**Your goal**
Report every line in the records below that holds the word "lines".

Data extracted from a collection:
= = =
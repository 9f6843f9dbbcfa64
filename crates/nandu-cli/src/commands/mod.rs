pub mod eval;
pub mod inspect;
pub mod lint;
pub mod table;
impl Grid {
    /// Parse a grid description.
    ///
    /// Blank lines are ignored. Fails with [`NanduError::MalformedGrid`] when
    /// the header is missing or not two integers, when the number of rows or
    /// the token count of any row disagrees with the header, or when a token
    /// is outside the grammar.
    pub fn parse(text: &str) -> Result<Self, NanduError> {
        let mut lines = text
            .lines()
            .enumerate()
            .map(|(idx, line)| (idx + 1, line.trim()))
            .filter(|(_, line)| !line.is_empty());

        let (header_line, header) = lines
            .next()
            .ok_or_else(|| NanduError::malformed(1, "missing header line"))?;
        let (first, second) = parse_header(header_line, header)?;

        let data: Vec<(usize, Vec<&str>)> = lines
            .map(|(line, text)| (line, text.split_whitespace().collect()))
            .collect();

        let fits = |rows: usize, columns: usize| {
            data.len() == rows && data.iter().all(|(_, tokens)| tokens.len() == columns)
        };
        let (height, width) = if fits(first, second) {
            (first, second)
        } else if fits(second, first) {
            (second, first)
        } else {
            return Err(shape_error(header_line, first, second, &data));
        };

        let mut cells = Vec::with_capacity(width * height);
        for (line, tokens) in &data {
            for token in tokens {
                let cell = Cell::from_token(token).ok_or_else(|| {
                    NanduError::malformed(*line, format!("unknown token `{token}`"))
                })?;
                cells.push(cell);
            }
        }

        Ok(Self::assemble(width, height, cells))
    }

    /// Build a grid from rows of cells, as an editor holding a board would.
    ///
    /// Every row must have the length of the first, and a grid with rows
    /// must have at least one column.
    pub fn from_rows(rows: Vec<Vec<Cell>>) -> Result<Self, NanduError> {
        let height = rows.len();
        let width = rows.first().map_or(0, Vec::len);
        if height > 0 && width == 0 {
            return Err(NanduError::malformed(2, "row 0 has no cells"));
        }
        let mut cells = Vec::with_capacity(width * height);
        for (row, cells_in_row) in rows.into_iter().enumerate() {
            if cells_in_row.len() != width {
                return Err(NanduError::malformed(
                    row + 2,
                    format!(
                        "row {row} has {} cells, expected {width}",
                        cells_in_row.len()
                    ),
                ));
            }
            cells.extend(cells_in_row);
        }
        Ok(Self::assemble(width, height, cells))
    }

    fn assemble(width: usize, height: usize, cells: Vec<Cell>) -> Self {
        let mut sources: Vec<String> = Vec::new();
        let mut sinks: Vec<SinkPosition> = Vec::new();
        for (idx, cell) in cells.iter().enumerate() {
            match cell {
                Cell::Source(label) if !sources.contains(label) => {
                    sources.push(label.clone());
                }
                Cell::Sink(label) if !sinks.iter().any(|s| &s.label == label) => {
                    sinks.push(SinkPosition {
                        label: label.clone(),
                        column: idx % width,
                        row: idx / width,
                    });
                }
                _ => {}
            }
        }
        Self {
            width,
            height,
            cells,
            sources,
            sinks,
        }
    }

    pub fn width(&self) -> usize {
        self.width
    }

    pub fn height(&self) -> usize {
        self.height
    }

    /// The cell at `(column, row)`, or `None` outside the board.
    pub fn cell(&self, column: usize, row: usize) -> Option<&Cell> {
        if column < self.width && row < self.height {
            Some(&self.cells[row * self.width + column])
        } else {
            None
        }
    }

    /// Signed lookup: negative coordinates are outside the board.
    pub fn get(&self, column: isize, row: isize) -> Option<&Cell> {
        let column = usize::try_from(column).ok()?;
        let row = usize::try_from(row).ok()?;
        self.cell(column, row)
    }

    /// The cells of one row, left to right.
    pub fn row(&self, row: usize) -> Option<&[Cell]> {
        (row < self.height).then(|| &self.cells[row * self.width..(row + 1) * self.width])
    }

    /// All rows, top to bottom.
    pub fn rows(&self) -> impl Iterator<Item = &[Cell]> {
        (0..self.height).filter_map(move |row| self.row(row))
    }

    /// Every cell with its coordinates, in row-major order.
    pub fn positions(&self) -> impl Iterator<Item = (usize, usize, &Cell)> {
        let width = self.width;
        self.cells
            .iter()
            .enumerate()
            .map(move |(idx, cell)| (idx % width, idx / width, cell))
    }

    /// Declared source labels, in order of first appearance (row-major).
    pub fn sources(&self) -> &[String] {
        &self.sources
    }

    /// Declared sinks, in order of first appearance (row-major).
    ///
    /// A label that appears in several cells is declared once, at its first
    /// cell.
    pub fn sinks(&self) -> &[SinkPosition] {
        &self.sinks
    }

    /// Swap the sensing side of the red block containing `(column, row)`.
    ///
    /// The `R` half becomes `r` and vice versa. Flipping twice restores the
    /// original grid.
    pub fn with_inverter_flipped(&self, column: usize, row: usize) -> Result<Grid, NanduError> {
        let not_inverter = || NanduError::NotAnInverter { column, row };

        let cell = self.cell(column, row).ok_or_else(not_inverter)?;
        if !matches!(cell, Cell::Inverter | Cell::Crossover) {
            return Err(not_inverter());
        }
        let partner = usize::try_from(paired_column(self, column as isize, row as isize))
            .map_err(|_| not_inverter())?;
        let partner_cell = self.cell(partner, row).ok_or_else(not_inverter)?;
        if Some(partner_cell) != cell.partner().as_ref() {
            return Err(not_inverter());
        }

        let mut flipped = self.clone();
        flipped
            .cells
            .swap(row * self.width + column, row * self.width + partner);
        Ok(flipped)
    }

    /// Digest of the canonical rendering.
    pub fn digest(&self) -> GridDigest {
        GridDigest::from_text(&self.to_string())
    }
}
= = =
**Solution for this task**
    /// Blank lines are ignored. Fails with [`NanduError::MalformedGrid`] when
        let mut lines = text
            .lines()
        let (header_line, header) = lines
        let data: Vec<(usize, Vec<&str>)> = lines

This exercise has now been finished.